3D geolocation service developer

NextNav, Inc. is the developer of a 3D geolocation service known as Metropolitan Beacon System (MBS), a wide-area location and timing technology designed to provide services in areas where GPS or other satellite location signals cannot be reliably received. MBS consumes significantly less power than GPS and includes high-precision altitude. In the United States, NextNav operates its MBS network over its spectrum licenses in the 920-928 MHz band. The company went public on Nasdaq in October 2021 with a merger with special-purpose acquisition company Spartacus Acquisition Corporation.

== Technology ==

NextNav distributed its Pinnacle vertical location service in January 2021, which provides floor-level vertical location using barometric sensors from cell phones and other devices. Their Pinnacle network was distributed in partnership with AT&T and is in more than 4,400 cities across the United States. The larger NextNav network uses Metropolitan Beacon System technology to deliver high-precision three-dimensional indoor location capabilities across a market area. MBS is built on principles similar to GPS transmitting precisely timed signals from a network of wide-area beacons enabling receivers to use trilateration techniques to determine their precise locations.

Due to the terrestrial placement of the transmitters and the sub-GHz nature of the signal, MBS signals can travel several kilometers and—because the network is specifically designed, deployed, and managed for indoor positioning—can be reliably received in deep indoor conditions that block satellite signals (e.g., GPS, GLONASS). MBS signals also enable location to be computed with far lower power drain than GPS. In addition, the system incorporates barometric pressure compensation technology that allows receivers equipped with pressure sensors to compute their altitude very precisely, typically within a floor.

A byproduct of the GPS-like operating principles of NextNav's MBS network is the ability to deliver high-precision (Stratum-1-level) timing to indoor locations or in the event of GPS outages.

MBS receivers are being commercialized as an additional constellation added to multi-constellation GNSS processors. Today's GPS processors typically process additional satellite constellations, and the MBS processing capability constitutes primarily firmware additions.

The performance of the technology under emergency dialing conditions was originally demonstrated in the CSRIC III test bed in San Francisco in 2012, with performance enhancements added on an ongoing basis. More recently the technology was enabled in the primary global telecommunication standards bodies, 3GPP (Release 13) and OMA (SUPL 2.0.3). MBS signal technology is available under FRAND terms.

The technology can be scaled for any location application, including services to mobile phones, the Internet of Things, and enterprise and public safety applications.

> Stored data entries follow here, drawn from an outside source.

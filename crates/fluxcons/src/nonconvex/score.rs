use nalgebra::DVector;

/// Saturating cardinality of `v` over `support`: `Σ_j w_j · min(|v_j| / ε, 1)`.
#[inline]
pub fn score(v: &DVector<f64>, weights: &DVector<f64>, support: &[usize], epsilon: f64) -> f64 {
    support
        .iter()
        .map(|&j| weights[j] * (v[j].abs() / epsilon).min(1.0))
        .sum()
}
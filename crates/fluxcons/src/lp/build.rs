//! LP construction: `Model → LinearProgram` and auxiliary-column extension.

use sprs::{CsMat, TriMat};

use super::{Direction, LinearProgram};
use crate::model::{entries, Model, Sense};

/// A row added on top of an existing program, over the extended column space.
#[derive(Clone, Debug)]
pub struct ExtraRow {
    pub coeffs: Vec<(usize, f64)>,
    pub sense: Sense,
    pub rhs: f64,
}

/// Canonical LP of a model: balance rows first, then (optionally) the extra
/// inequality block. Zero objective, minimize.
pub fn build_lp(model: &Model, include_extra: bool) -> LinearProgram {
    let n = model.n_vars();
    let m = model.n_rows();
    let extra = model.extra().filter(|_| include_extra);
    let extra_rows = extra.map_or(0, |e| e.n_rows());

    let mut tri = TriMat::new((m + extra_rows, n));
    for (i, j, v) in entries(model.s()) {
        tri.add_triplet(i, j, v);
    }
    let mut b = model.b().to_vec();
    let mut sense = model.csense().to_vec();
    if let Some(e) = extra {
        for (i, j, v) in entries(&e.c) {
            tri.add_triplet(m + i, j, v);
        }
        b.extend_from_slice(&e.d);
        sense.extend_from_slice(&e.dsense);
    }
    let a: CsMat<f64> = tri.to_csc();
    LinearProgram {
        a,
        b,
        sense,
        lb: model.lb().to_vec(),
        ub: model.ub().to_vec(),
        c: vec![0.0; n],
        direction: Direction::Minimize,
    }
}

impl LinearProgram {
    /// Append columns with box `[lb_new, ub_new]` (absent from existing rows)
    /// and the rows `new_rows`, which may reference any column of the result.
    /// The objective is reset to zero.
    pub fn extended(&self, lb_new: &[f64], ub_new: &[f64], new_rows: &[ExtraRow]) -> Self {
        debug_assert_eq!(lb_new.len(), ub_new.len());
        let n = self.n_vars() + lb_new.len();
        let m = self.n_rows();
        let mut tri = TriMat::new((m + new_rows.len(), n));
        for (i, j, v) in entries(&self.a) {
            tri.add_triplet(i, j, v);
        }
        let mut b = self.b.clone();
        let mut sense = self.sense.clone();
        for (k, row) in new_rows.iter().enumerate() {
            for &(j, v) in &row.coeffs {
                if v != 0.0 {
                    tri.add_triplet(m + k, j, v);
                }
            }
            b.push(row.rhs);
            sense.push(row.sense);
        }
        let mut lb = self.lb.clone();
        lb.extend_from_slice(lb_new);
        let mut ub = self.ub.clone();
        ub.extend_from_slice(ub_new);
        Self {
            a: tri.to_csc(),
            b,
            sense,
            lb,
            ub,
            c: vec![0.0; n],
            direction: Direction::Minimize,
        }
    }
}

On March 11, 2024, NextNav announced it signed an agreement to acquire spectrum licenses covering an additional 4 MHz in the lower 900 MHz band (902–928) from Telesaurus Holdings GB LLC, and Skybridge Spectrum Foundation. NextNav acquired the additional spectrum licenses for a total purchase price of up to $50 million, paid for through a combination of cash and NextNav common stock. The acquired licenses are in the same lower 900 MHz band as NextNav's current licensed spectrum.

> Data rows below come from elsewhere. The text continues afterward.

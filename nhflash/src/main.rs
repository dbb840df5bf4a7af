mod terminal;

use anyhow::Result;
use clap::{Parser, Subcommand};
use console::style;
use nhflash_core::android::{Adb, Fastboot};
use nhflash_core::config::{CompanionPolicy, InstallerConfig, SettleTimes};
use nhflash_core::fetch::HttpFetcher;
use nhflash_core::installer::Installer;
use nhflash_core::outcome::{ErrorKind, InstallError};
use nhflash_core::plan::Flow;
use nhflash_core::platform;
use nhflash_core::profile::ArtifactKind;
use nhflash_core::registry::Registry;
use std::io::{IsTerminal, stdout};
use std::path::{Path, PathBuf};
use std::process::ExitCode;
use std::sync::Arc;
use std::sync::atomic::{AtomicBool, Ordering};
use terminal::TerminalConsole;

#[cfg(unix)]
use libc::ECHOCTL;
#[cfg(unix)]
use std::os::unix::io::AsRawFd;
#[cfg(unix)]
use termios::{TCSANOW, Termios, tcsetattr};

/// Exit code used when Ctrl-C interrupts anything other than a download.
const INTERRUPTED: i32 = 130;

#[derive(Parser)]
#[command(name = "nhflash")]
#[command(about = "An interactive Kali NetHunter installer for supported phones", version)]
struct Cli {
    #[command(subcommand)]
    command: Option<Commands>,

    /// Device profile registry (defaults to devices.toml in the working directory)
    #[arg(long, global = true)]
    profiles: Option<PathBuf>,

    /// Directory holding the artifacts and bundled platform tools
    /// (defaults to the directory of this executable)
    #[arg(long, global = true)]
    workdir: Option<PathBuf>,

    /// Whether to install the companion app bundle: ask, always or never
    #[arg(long, global = true, default_value = "ask")]
    companion: CompanionPolicy,

    /// Don't wait for confirmation after the device changes mode
    #[arg(long = "no-acknowledge", global = true)]
    no_acknowledge: bool,

    /// Multiply every settle wait by this factor
    #[arg(long, global = true, default_value_t = 1.0)]
    settle_scale: f64,

    /// Log level used when NHFLASH_LOG is not set
    #[arg(long, global = true)]
    log_level: Option<tracing::Level>,
}

#[derive(Clone, Copy, Subcommand)]
enum Commands {
    /// Install NetHunter onto the attached device (the default)
    Install,
    /// Restore the vendor factory image through the stock recovery
    Restore,
    /// List the devices in the profile registry
    Devices,
}

/// The terminal settings to put back on exit.
#[derive(Clone, Copy)]
struct TermState {
    #[cfg(unix)]
    original_termios: Option<Termios>,
}

impl TermState {
    /// Restores the saved terminal settings and shows the cursor again,
    /// which a dialoguer prompt hides while it is open.
    fn restore(&self) {
        #[cfg(unix)]
        if let Some(ref original_termios) = self.original_termios {
            let fd = stdout().as_raw_fd();
            tcsetattr(fd, TCSANOW, original_termios).ok();
        }
        console::Term::stdout().show_cursor().ok();
        console::Term::stderr().show_cursor().ok();
    }
}

/// A helper struct that, on Unix, disables `ECHOCTL` for the terminal.
///
/// `ECHOCTL` is the terminal flag that causes Ctrl+C to be printed as `^C`.
/// With it off, the Ctrl-C handler's own message is all the operator sees.
/// The original terminal state is restored when this struct is dropped.
struct TermRestorer {
    state: TermState,
}

impl TermRestorer {
    fn new() -> Self {
        #[cfg(unix)]
        {
            if !stdout().is_terminal() {
                return Self {
                    state: TermState {
                        original_termios: None,
                    },
                };
            }

            let fd = stdout().as_raw_fd();
            let original_termios = Termios::from_fd(fd).ok().filter(|original| {
                let mut quiet = *original;
                quiet.c_lflag &= !ECHOCTL;
                tcsetattr(fd, TCSANOW, &quiet).is_ok()
            });
            Self {
                state: TermState { original_termios },
            }
        }
        #[cfg(not(unix))]
        {
            Self {
                state: TermState {},
            }
        }
    }

    /// A copy of the saved state, for paths that exit without unwinding.
    fn state(&self) -> TermState {
        self.state
    }
}

impl Drop for TermRestorer {
    fn drop(&mut self) {
        self.state.restore();
    }
}

fn init_tracing(level: Option<tracing::Level>) {
    match tracing_subscriber::EnvFilter::builder()
        .with_env_var("NHFLASH_LOG")
        .try_from_env()
    {
        Ok(filter) => {
            tracing_subscriber::fmt()
                .with_env_filter(filter)
                .with_writer(std::io::stderr)
                .init();
        }
        Err(_) => {
            tracing_subscriber::fmt()
                .with_max_level(level.unwrap_or(tracing::Level::WARN))
                .with_writer(std::io::stderr)
                .init();
        }
    }
}

fn default_workdir() -> PathBuf {
    std::env::current_exe()
        .ok()
        .and_then(|exe| exe.parent().map(Path::to_path_buf))
        .unwrap_or_else(|| PathBuf::from("."))
}

/// Prints a classified failure and returns its exit code.
fn report(error: &InstallError) -> u8 {
    println!(
        "\n{} {error}",
        style(format!("ERROR ({}):", error.kind())).red().bold()
    );
    error.exit_code()
}

fn list_devices(registry: &Registry) {
    let profiles = registry.profiles();
    println!("{} supported devices:", profiles.len());
    println!("\n  {:<24} {:<22} {}", "NAME", "PRODUCT", "WORKFLOWS");
    println!("  {:-<24} {:-<22} {:-<16}", "", "", "");
    for profile in profiles {
        let restorable = profile.artifact(ArtifactKind::Factory).is_some()
            && profile.artifact(ArtifactKind::StockRecovery).is_some();
        let workflows = if restorable { "install, restore" } else { "install" };
        println!("  {:<24} {:<22} {}", profile.name, profile.product, workflows);
    }
}

fn print_banner(registry: &Registry) {
    println!(
        "{}",
        style(format!("NetHunter installer {}", env!("CARGO_PKG_VERSION"))).bold()
    );
    println!("Supported devices:");
    for profile in registry.profiles() {
        println!("  - {}", style(&profile.name).cyan());
    }
    println!();
}

fn run(cli: Cli, term: TermState) -> Result<u8> {
    let workdir = cli.workdir.unwrap_or_else(default_workdir);
    let profiles = cli
        .profiles
        .unwrap_or_else(|| workdir.join("devices.toml"));

    let registry = match Registry::load(&profiles) {
        Ok(registry) => registry,
        Err(e) => return Ok(report(&InstallError::from(e))),
    };

    let flow = match cli.command.unwrap_or(Commands::Install) {
        Commands::Devices => {
            list_devices(&registry);
            return Ok(0);
        }
        Commands::Install => Flow::Install,
        Commands::Restore => Flow::Restore,
    };

    // `running` is cleared on Ctrl-C so an ongoing download can stop and
    // clean up; outside a download the process exits immediately.
    let running = Arc::new(AtomicBool::new(true));
    let in_transfer = Arc::new(AtomicBool::new(false));
    let r = running.clone();
    let t = in_transfer.clone();
    ctrlc::set_handler(move || {
        r.store(false, Ordering::SeqCst);
        if !t.load(Ordering::SeqCst) {
            // `process::exit` skips destructors, so put the terminal back
            // by hand first.
            term.restore();
            println!("\nInterrupted.");
            std::process::exit(INTERRUPTED);
        }
    })?;

    print_banner(&registry);

    let adb = Adb::new(platform::find_tool(&workdir, "adb"));
    let fastboot = Fastboot::new(platform::find_tool(&workdir, "fastboot"));
    let fetcher = HttpFetcher::new(running)?;
    let mut console = TerminalConsole::new(in_transfer);

    let config = InstallerConfig {
        workdir,
        settle: SettleTimes::default().scaled(cli.settle_scale),
        companion: cli.companion,
        acknowledge_transitions: !cli.no_acknowledge,
        ..InstallerConfig::default()
    };
    tracing::debug!("running {flow:?} with {config:?}");

    let mut installer = Installer::new(&registry, &fastboot, &adb, &fetcher, &mut console, config);
    Ok(match installer.run(flow) {
        Ok(outcome) => {
            tracing::info!("run ended with {outcome:?}");
            outcome.exit_code()
        }
        Err(e) => report(&e),
    })
}

fn main() -> ExitCode {
    // This guard will be dropped when main() exits, restoring the terminal.
    let term_restorer = TermRestorer::new();

    let cli = Cli::parse();
    init_tracing(cli.log_level);

    let code = match run(cli, term_restorer.state()) {
        Ok(code) => code,
        Err(e) => {
            println!("{} {e:#}", style("ERROR:").red().bold());
            ErrorKind::Prerequisites.exit_code()
        }
    };

    if platform::pause_before_exit() {
        println!("\nPress enter to exit.");
        terminal::wait_for_enter().ok();
    }

    ExitCode::from(code)
}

On April 16, 2024, NextNav filed a rulemaking petition with the Federal Communications Commission to deliver a spectrum solution in the Lower 900 MHz band on the grounds that it would facilitate a terrestrial positioning, navigation, and timing network (as a complement and backup to GPS) and broadband. As of September 5, 2024 the comment period had closed and was strongly opposed by American Radio Relay League as well as the LoRa-based Meshtastic community which also operate in the 902-928Mhz band.

== Coverage ==
NextNav's Urban and Indoor Positioning service TerraPoiNT is available in San Francisco Bay Area, McLean, VA and other select markets. Its Pinnacle vertical location service is available in more than 4,400 cities nationwide and has partnered with AT&T FirstNet to provide vertical location service for First Responders.

== Acquisitions ==
In November 2022, NextNav has recently completed the acquisition of a geolocation system provider based in France, specializing in low-power technologies, Nestwave.